Folha - Qual será o tamanho deste trauma nos EUA? É comparável ao assassinato de Kennedy ou à Guerra do Vietnã?
Hobsbawm -
Tenho certeza de que é um trauma enorme para os americanos porque, pela primeira vez na história, operações militares estrangeiras tiveram um impacto no território dos EUA.

No século 20, um século cheio de guerras mundiais, elas aconteciam em qualquer outro lugar que não nos EUA. Agora, pela primeira vez, o centro exato dos EUA, o centro militar, o centro econômico, foi diretamente afetado. E este é o trauma. Não é o fato de 5.000 pessoas terem sido mortas, o que é terrível e estarrecedor, mas na verdade não é maior do que outras catástrofes. O trauma é que isto aconteceu sem a ajuda de nenhum Estado estrangeiro, só pela ação de algumas dúzias de pessoas sequestrando aviões com canivetes, que destruíram áreas de Manhattan e do Pentágono. Por causa disso, me parece que é muito mais importante que o assassinato de Kennedy, que não mudou muita coisa na política americana.

Folha - Que tipo de consequência haverá para os fundamentos da nação americana? O sr. teme que o combate ao terrorismo resulte em supressão de liberdades civis?
Hobsbawm -
Eu acho que a estrutura da República americana é suficientemente forte para resistir a isso.
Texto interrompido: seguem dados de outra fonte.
use std::{
    fs::File,
    io::{BufRead, BufReader},
    path::PathBuf,
};

use regex::Regex;
use serde::{Deserialize, Serialize};
use tracing::debug;

use crate::{Error, Result};

/// One comparison request: two entities named by raw identifier strings.
#[derive(Clone, Debug, PartialEq, Eq, Hash)]
pub struct QueryEntry {
    pub first: String,
    pub second: String,
}

impl QueryEntry {
    #[must_use]
    pub fn new(first: impl Into<String>, second: impl Into<String>) -> Self {
        Self {
            first: first.into(),
            second: second.into(),
        }
    }
}

/// Where the query records come from.
#[derive(Clone, Debug, PartialEq, Eq, Serialize, Deserialize)]
pub struct QuerySource {
    pub path: PathBuf,
    /// Skip the first line.
    #[serde(default)]
    pub header: bool,
    /// Field separator regular expression. Defaults to a tab.
    #[serde(default)]
    pub separator: Option<String>,
}

impl QuerySource {
    /// Reads every entry of the configured file.
    ///
    /// # Errors
    ///
    /// Fails with [`Error::Configuration`] when the file cannot be opened or
    /// the separator is invalid, and with [`Error::Parse`] on a short record.
    pub fn read(&self) -> Result<Vec<QueryEntry>> {
        let file = File::open(&self.path).map_err(|err| {
            Error::Configuration(format!(
                "cannot open query file `{}`: {err}",
                self.path.display()
            ))
        })?;
        let separator = separator(self.separator.as_deref())?;
        read_queries(BufReader::new(file), &separator, self.header)
    }
}

/// Compiles a separator expression, defaulting to a tab.
///
/// # Errors
///
/// Fails with [`Error::Configuration`] on an invalid expression.
pub fn separator(pattern: Option<&str>) -> Result<Regex> {
    Regex::new(pattern.unwrap_or("\t"))
        .map_err(|err| Error::Configuration(format!("invalid separator: {err}")))
}

/// Turns delimited records into [`QueryEntry`] values.
///
/// Blank lines are skipped; fields beyond the second are ignored.
///
/// # Errors
///
/// Fails with [`Error::Parse`] naming the line when a record holds fewer
/// than two fields.
pub fn read_queries<R: BufRead>(reader: R, separator: &Regex, header: bool) -> Result<Vec<QueryEntry>> {
    let mut entries = Vec::new();
    for (index, line) in reader.lines().enumerate() {
        let line = line?;
        if header && index == 0 {
            continue;
        }
        let record = line.trim();
        if record.is_empty() {
            continue;
        }
        let mut fields = separator.split(record).map(str::trim);
        let (Some(first), Some(second)) = (fields.next(), fields.next()) else {
            return Err(Error::Parse {
                input: record.to_string(),
                reason: format!("line {}: expected two entities", index + 1),
            });
        };
        entries.push(QueryEntry::new(first, second));
    }
    debug!(entries = entries.len(), "queries_read");
    Ok(entries)
}
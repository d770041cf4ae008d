//! Semantic similarity over taxonomy graphs.
//!
//! A run loads a typed graph from tabular sources, derives information
//! content scores from it, and scores pairs of entities with configurable
//! pairwise and groupwise measures on a bounded worker pool.

pub mod batch;
pub mod boot;
#[cfg(feature = "cli")]
pub mod cli;
pub mod config;
pub mod errors;
pub mod ic;
pub mod logger;
pub mod measures;
pub mod ontology;

pub use errors::Error;

/// Application results options list
pub type Result<T, E = Error> = std::result::Result<T, E>;
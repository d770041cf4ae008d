#![allow(dead_code)]

use std::sync::Arc;

use taxosim::batch::{BatchQueryProcessor, BatchSettings, QueryEntry};
use taxosim::measures::{MeasureConfig, MeasurePlan, MeasureRegistry, MeasureSettings, SimilarityEngine};
use taxosim::ontology::{AncestryCache, Graph, Identifier, IdentifierRegistry, INSTANCE_OF, SUBCLASS_OF};

pub const EX: &str = "http://example.org/";

pub fn iri(local: &str) -> Identifier {
    Identifier::new(format!("{EX}{local}")).expect("valid identifier")
}

pub fn registry() -> Arc<IdentifierRegistry> {
    Arc::new(IdentifierRegistry::new().with_prefixes([("ex", EX)]))
}

/// Dog, Cat < Mammal < Animal and Trout < Animal, with Fido and Rex (Dog),
/// Tom (Cat), Nemo (Trout) and an unclassified Orphan.
pub fn zoo() -> Graph {
    let sub = Identifier::new(SUBCLASS_OF).expect("subclass");
    let isa = Identifier::new(INSTANCE_OF).expect("type");
    let mut graph = Graph::new(iri("zoo"));
    graph.add_statement(iri("Dog"), sub.clone(), iri("Mammal"));
    graph.add_statement(iri("Cat"), sub.clone(), iri("Mammal"));
    graph.add_statement(iri("Mammal"), sub.clone(), iri("Animal"));
    graph.add_statement(iri("Trout"), sub, iri("Animal"));
    graph.add_statement(iri("Fido"), isa.clone(), iri("Dog"));
    graph.add_statement(iri("Rex"), isa.clone(), iri("Dog"));
    graph.add_statement(iri("Tom"), isa.clone(), iri("Cat"));
    graph.add_statement(iri("Nemo"), isa, iri("Trout"));
    graph.add_statement(iri("Orphan"), iri("knows"), iri("Fido"));
    graph
}

/// `max` over the ancestor Jaccard index and simUI, both exact in binary on
/// the zoo.
pub fn jaccard_measures() -> MeasureSettings {
    MeasureSettings {
        pairwise: vec![MeasureConfig::new("jaccard", "jaccard_ancestors")],
        groupwise: vec![
            MeasureConfig::new("max_jaccard", "max").over_pairwise("jaccard"),
            MeasureConfig::new("ui", "sim_ui"),
        ],
    }
}

pub fn engine(measures: &MeasureSettings, table: &MeasureRegistry) -> Arc<SimilarityEngine> {
    let ancestry = Arc::new(AncestryCache::new(Arc::new(zoo())));
    let plan = MeasurePlan::resolve(measures, &[], table).expect("measure plan");
    Arc::new(SimilarityEngine::new(ancestry, plan))
}

pub fn processor(settings: BatchSettings) -> BatchQueryProcessor {
    processor_with(settings, &jaccard_measures(), &MeasureRegistry::default())
}

pub fn processor_with(
    settings: BatchSettings,
    measures: &MeasureSettings,
    table: &MeasureRegistry,
) -> BatchQueryProcessor {
    BatchQueryProcessor::new(engine(measures, table), registry(), settings).expect("processor")
}

pub fn queries(pairs: &[(&str, &str)]) -> Vec<QueryEntry> {
    pairs
        .iter()
        .map(|(first, second)| QueryEntry::new(*first, *second))
        .collect()
}
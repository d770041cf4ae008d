//! YAML configuration.
//!
//! The file is rendered as a `tera` template first, so values can be taken
//! from the environment:
//!
//! ```yaml
//! batch:
//!   workers: {{ get_env(name="TAXOSIM_WORKERS", default="4") }}
//! ```
//!
//! Relative paths are resolved against the directory of the configuration
//! file.

use std::{
    collections::BTreeMap,
    fs,
    path::{Path, PathBuf},
};

use serde::{Deserialize, Serialize};
use tracing::debug;
use validator::Validate;

use crate::batch::{BatchSettings, QuerySource};
use crate::ic::IcConfig;
use crate::logger::LoggerConfig;
use crate::measures::MeasureSettings;
use crate::ontology::{GraphSource, IdentifierRegistry};
use crate::{Error, Result};

#[derive(Clone, Debug, PartialEq, Serialize, Deserialize, Validate)]
pub struct Config {
    #[serde(default)]
    pub logger: LoggerConfig,
    /// Prefix → namespace, added to the built in `rdf`, `rdfs`, `owl` and
    /// `xsd` entries.
    #[serde(default)]
    pub prefixes: BTreeMap<String, String>,
    pub graph: GraphSettings,
    #[serde(default)]
    pub ic: Vec<IcConfig>,
    #[serde(default)]
    pub measures: MeasureSettings,
    #[serde(default)]
    #[validate(nested)]
    pub batch: BatchSettings,
    pub queries: QuerySource,
    #[serde(default)]
    pub output: Option<PathBuf>,
}

#[derive(Clone, Debug, PartialEq, Eq, Serialize, Deserialize)]
pub struct GraphSettings {
    /// IRI or `prefix:local` name of the graph.
    pub name: String,
    #[serde(default)]
    pub sources: Vec<GraphSource>,
}

impl Config {
    /// Loads the configuration stored at `path`.
    ///
    /// # Errors
    ///
    /// Fails when the file cannot be read, rendered, parsed or validated.
    pub fn from_file(path: &Path) -> Result<Self> {
        let raw = fs::read_to_string(path).map_err(|err| {
            Error::Configuration(format!("cannot read config `{}`: {err}", path.display()))
        })?;
        let mut config = Self::from_str(&raw)?;
        if let Some(base) = path.parent() {
            config.rebase(base);
        }
        debug!(path = %path.display(), "config_loaded");
        Ok(config)
    }

    /// Renders, parses and validates a configuration document.
    ///
    /// # Errors
    ///
    /// Fails with [`Error::Template`], [`Error::Yaml`] or
    /// [`Error::Configuration`].
    #[allow(clippy::should_implement_trait)]
    pub fn from_str(raw: &str) -> Result<Self> {
        let rendered = tera::Tera::one_off(raw, &tera::Context::new(), false)?;
        let config: Self = serde_yaml::from_str(&rendered)?;
        config
            .validate()
            .map_err(|err| Error::Configuration(format!("invalid configuration: {err}")))?;
        Ok(config)
    }

    /// Identifier registry seeded with the configured prefixes.
    #[must_use]
    pub fn registry(&self) -> IdentifierRegistry {
        IdentifierRegistry::new().with_prefixes(
            self.prefixes
                .iter()
                .map(|(prefix, namespace)| (prefix.clone(), namespace.clone())),
        )
    }

    fn rebase(&mut self, base: &Path) {
        let join = |path: &mut PathBuf| {
            if path.is_relative() {
                *path = base.join(&*path);
            }
        };
        for source in &mut self.graph.sources {
            match source {
                GraphSource::Tabular(tabular) => join(&mut tabular.path),
            }
        }
        join(&mut self.queries.path);
        if let Some(output) = self.output.as_mut() {
            join(output);
        }
    }
}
A democracia americana vai continuar, mas sem dúvida haverá episódios em que os americanos tentarão ficar mais burocráticos ou limitar liberdades civis. Mas serão apenas episódios.

A força da América está na natureza pluralista de sua estrutura. Na última terça-feira, por cerca de 24 horas, pareceu a mim, vendo de longe, que o Estado americano virtualmente se desintegrou. Houve um período de 12 horas em que ninguém sabia onde o presidente estava, nada parecia funcionar. Ainda assim, os EUA seguiram em frente. Essa é a grande força dos EUA: a capacidade de seguir adiante, apesar dos colapsos temporários.